The Dark Legend of the Sevicio de l’Informacion Militar in the Spanish Civil War
The dark legend of the Servicio de Información Militar in the Spanish civil war.
The Servicio de Información Militar (S.I.M.) was created during the summer of 1937 by the Republican state, who was then fighting Franco’s armies. Since its creation, it has been the subject of a « dark legend » assimilating it to an instrument of the Soviet secret services within Republican Spain. In fact, it is first of all a military police and counterespionage service which has been both an instrument and a witness of the reorganisation of the Popular Army from 1937. It was only one year before the end of the conflict that it took up the civil police services. Its reputation of brutality and arbitrariness emerges from its importance in the control of rearguard, in a more and more militarized Republican side.
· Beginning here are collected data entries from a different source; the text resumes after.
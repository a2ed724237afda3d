//! Binding run-time values to a workflow's declared variables.
//!
//! Precedence: an explicit value, then the declared default. A required
//! variable left without either is an error. Values arriving as strings
//! (CLI `--var k=v`, query parameters) are coerced to the declared type.
//!
//! Secret variables carry a secret *name*. The name is what gets stored on
//! the execution; the value is looked up through a `SecretResolver` when the
//! run starts and is only ever held in memory.

use std::future::Future;
use std::pin::Pin;

use capflow_types::workflow::{VariableType, WorkflowVariable};
use serde_json::{Map, Value};

#[derive(Debug, Clone, PartialEq, Eq, thiserror::Error)]
pub enum VariableError {
    #[error("required variable '{0}' has no value")]
    Missing(String),

    #[error("variable '{key}' expects a {expected} value")]
    InvalidType { key: String, expected: &'static str },

    #[error("variable '{key}' must be one of [{options}], got '{value}'")]
    InvalidOption {
        key: String,
        value: String,
        options: String,
    },

    #[error("secret for variable '{key}' could not be resolved: {reason}")]
    SecretUnavailable { key: String, reason: String },
}

#[derive(Debug, thiserror::Error)]
#[error("{0}")]
pub struct SecretError(pub String);

pub type SecretFuture<'a> = Pin<Box<dyn Future<Output = Result<String, SecretError>> + Send + 'a>>;

/// Looks up secret values by name.
pub trait SecretResolver: Send + Sync {
    fn resolve<'a>(&'a self, name: &'a str) -> SecretFuture<'a>;
}

/// Bind `provided` values against `declared` variables.
///
/// Keys that no variable declares are passed through unchanged so templates
/// can still reference them.
pub fn bind_variables(
    declared: &[WorkflowVariable],
    provided: &Map<String, Value>,
) -> Result<Map<String, Value>, VariableError> {
    let mut bound = Map::new();

    for variable in declared {
        let explicit = provided.get(&variable.key).filter(|v| !v.is_null());
        let value = match explicit {
            Some(value) => coerce(variable, value)?,
            None => match &variable.default_value {
                Some(default) if !default.is_null() => default.clone(),
                _ if variable.required => return Err(VariableError::Missing(variable.key.clone())),
                _ => continue,
            },
        };
        bound.insert(variable.key.clone(), value);
    }

    for (key, value) in provided {
        if !bound.contains_key(key) && !declared.iter().any(|v| &v.key == key) {
            bound.insert(key.clone(), value.clone());
        }
    }
    Ok(bound)
}

fn coerce(variable: &WorkflowVariable, value: &Value) -> Result<Value, VariableError> {
    let invalid = |expected| VariableError::InvalidType {
        key: variable.key.clone(),
        expected,
    };

    if variable.is_secret {
        return match value {
            Value::String(_) => Ok(value.clone()),
            _ => Err(invalid("secret name")),
        };
    }

    match variable.var_type {
        VariableType::String => match value {
            Value::String(_) => Ok(value.clone()),
            Value::Number(n) => Ok(Value::String(n.to_string())),
            Value::Bool(b) => Ok(Value::String(b.to_string())),
            _ => Err(invalid("string")),
        },
        VariableType::Number => match value {
            Value::Number(_) => Ok(value.clone()),
            Value::String(s) => s
                .trim()
                .parse::<f64>()
                .ok()
                .and_then(|f| {
                    if f.fract() == 0.0 && f.abs() < 9.0e15 {
                        Some(Value::from(f as i64))
                    } else {
                        serde_json::Number::from_f64(f).map(Value::Number)
                    }
                })
                .ok_or_else(|| invalid("number")),
            _ => Err(invalid("number")),
        },
        VariableType::Boolean => match value {
            Value::Bool(_) => Ok(value.clone()),
            Value::String(s) => match s.trim().to_ascii_lowercase().as_str() {
                "true" | "yes" | "1" => Ok(Value::Bool(true)),
                "false" | "no" | "0" => Ok(Value::Bool(false)),
                _ => Err(invalid("boolean")),
            },
            _ => Err(invalid("boolean")),
        },
        VariableType::Json => match value {
            Value::String(s) => Ok(serde_json::from_str(s).unwrap_or_else(|_| value.clone())),
            _ => Ok(value.clone()),
        },
        VariableType::Select => {
            let text = match value {
                Value::String(s) => s.clone(),
                Value::Number(n) => n.to_string(),
                _ => return Err(invalid("string")),
            };
            if variable.options.is_empty() || variable.options.contains(&text) {
                Ok(Value::String(text))
            } else {
                Err(VariableError::InvalidOption {
                    key: variable.key.clone(),
                    value: text,
                    options: variable.options.join(", "),
                })
            }
        }
        VariableType::File => match value {
            Value::Object(_) | Value::String(_) => Ok(value.clone()),
            _ => Err(invalid("file")),
        },
    }
}

/// Resolve every bound secret variable to its value.
///
/// The returned map overlays `bound` when handing variables to capsules.
pub async fn resolve_secrets(
    declared: &[WorkflowVariable],
    bound: &Map<String, Value>,
    resolver: Option<&dyn SecretResolver>,
) -> Result<Map<String, Value>, VariableError> {
    let mut secrets = Map::new();
    for variable in declared.iter().filter(|v| v.is_secret) {
        let Some(name) = bound.get(&variable.key).and_then(Value::as_str) else {
            continue;
        };
        let Some(resolver) = resolver else {
            return Err(VariableError::SecretUnavailable {
                key: variable.key.clone(),
                reason: "no secret resolver configured".to_string(),
            });
        };
        let value = resolver
            .resolve(name)
            .await
            .map_err(|e| VariableError::SecretUnavailable {
                key: variable.key.clone(),
                reason: e.to_string(),
            })?;
        secrets.insert(variable.key.clone(), Value::String(value));
    }
    Ok(secrets)
}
Its weaknesses and abuses belong more to these, more general, of the fighting Republican state than to any control from the Communist Party of Spain. Blaming it for cases of torture and systematic repression of anarchist and poumist opponents appears then as an anachronistic and confusing approach. The S.I.M.’s dark legend, based on the idea of a Communist Party’s political control, is an illustration of the difficulty in understanding the complexity of the relations between, first, individuals and organisations, and, secondly, the parties and state apparatus.